§ **YOUR GOAL**
Could the data underneath be repeated exactly, in full?

§ **DATA SECTION**
=== Section Start ===

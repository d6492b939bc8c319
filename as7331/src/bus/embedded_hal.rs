use embedded_hal::i2c::{Error as _, I2c, SevenBitAddress};

use super::RegisterBus;
use crate::error::{Error, Result};
use crate::sensor::As7331;

/// Default 7-bit bus address of the AS7331.
pub const DEFAULT_ADDRESS: SevenBitAddress = 0x74;

/// Adapts any `embedded-hal` I²C master into a [`RegisterBus`].
pub struct I2cAdapter<I: I2c> {
    i2c: I,
    address: SevenBitAddress,
}

impl<I: I2c> I2cAdapter<I> {
    pub fn new(i2c: I) -> Self {
        Self::with_address(i2c, DEFAULT_ADDRESS)
    }

    pub fn with_address(i2c: I, address: SevenBitAddress) -> Self {
        I2cAdapter { i2c, address }
    }

    /// Builds a measurement session on top of this adapter.
    pub fn open_sensor(self) -> As7331<Self> {
        As7331::new(self)
    }

    /// Releases the underlying I²C bus.
    pub fn release(self) -> I {
        self.i2c
    }
}

impl<I: I2c> RegisterBus for I2cAdapter<I> {
    fn write_register(&mut self, address: u8, byte: u8) -> Result<()> {
        self.i2c
            .write(self.address, &[address, byte])
            .map_err(|e| Error::Transport(e.kind()))
    }

    fn read_block(&mut self, address: u8, len: usize) -> Result<Vec<u8>> {
        let mut block = vec![0u8; len];
        self.i2c
            .write_read(self.address, &[address], &mut block)
            .map_err(|e| Error::Transport(e.kind()))?;
        Ok(block)
    }

    fn read_word(&mut self, address: u8) -> Result<u16> {
        let mut word = [0u8; 2];
        self.i2c
            .write_read(self.address, &[address], &mut word)
            .map_err(|e| Error::Transport(e.kind()))?;
        Ok(u16::from_le_bytes(word))
    }
}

=== Section End ===

§ **THE ANSWER**
repository d6492b939bc8c319
filename as7331/src/bus/embedded_hal.rs
use embedded_hal::i2c::{Error as _, I2c, SevenBitAddress};

use super::RegisterBus;
use crate::error::{Error, Result};
use crate::sensor::As7331;

/// Default 7-bit bus address of the AS7331.
pub const DEFAULT_ADDRESS: SevenBitAddress = 0x74;

/// Adapts any `embedded-hal` I²C master into a [`RegisterBus`].
pub struct I2cAdapter<I: I2c> {
    i2c: I,
    address: SevenBitAddress,
}

impl<I: I2c> I2cAdapter<I> {
    pub fn new(i2c: I) -> Self {
        Self::with_address(i2c, DEFAULT_ADDRESS)
    }

    pub fn with_address(i2c: I, address: SevenBitAddress) -> Self {
        I2cAdapter { i2c, address }
    }

    /// Builds a measurement session on top of this adapter.
    pub fn open_sensor(self) -> As7331<Self> {
        As7331::new(self)
    }

    /// Releases the underlying I²C bus.
    pub fn release(self) -> I {
        self.i2c
    }
}

impl<I: I2c> RegisterBus for I2cAdapter<I> {
    fn write_register(&mut self, address: u8, byte: u8) -> Result<()> {
        self.i2c
            .write(self.address, &[address, byte])
            .map_err(|e| Error::Transport(e.kind()))
    }

    fn read_block(&mut self, address: u8, len: usize) -> Result<Vec<u8>> {
        let mut block = vec![0u8; len];
        self.i2c
            .write_read(self.address, &[address], &mut block)
            .map_err(|e| Error::Transport(e.kind()))?;
        Ok(block)
    }

    fn read_word(&mut self, address: u8) -> Result<u16> {
        let mut word = [0u8; 2];
        self.i2c
            .write_read(self.address, &[address], &mut word)
            .map_err(|e| Error::Transport(e.kind()))?;
        Ok(u16::from_le_bytes(word))
    }
}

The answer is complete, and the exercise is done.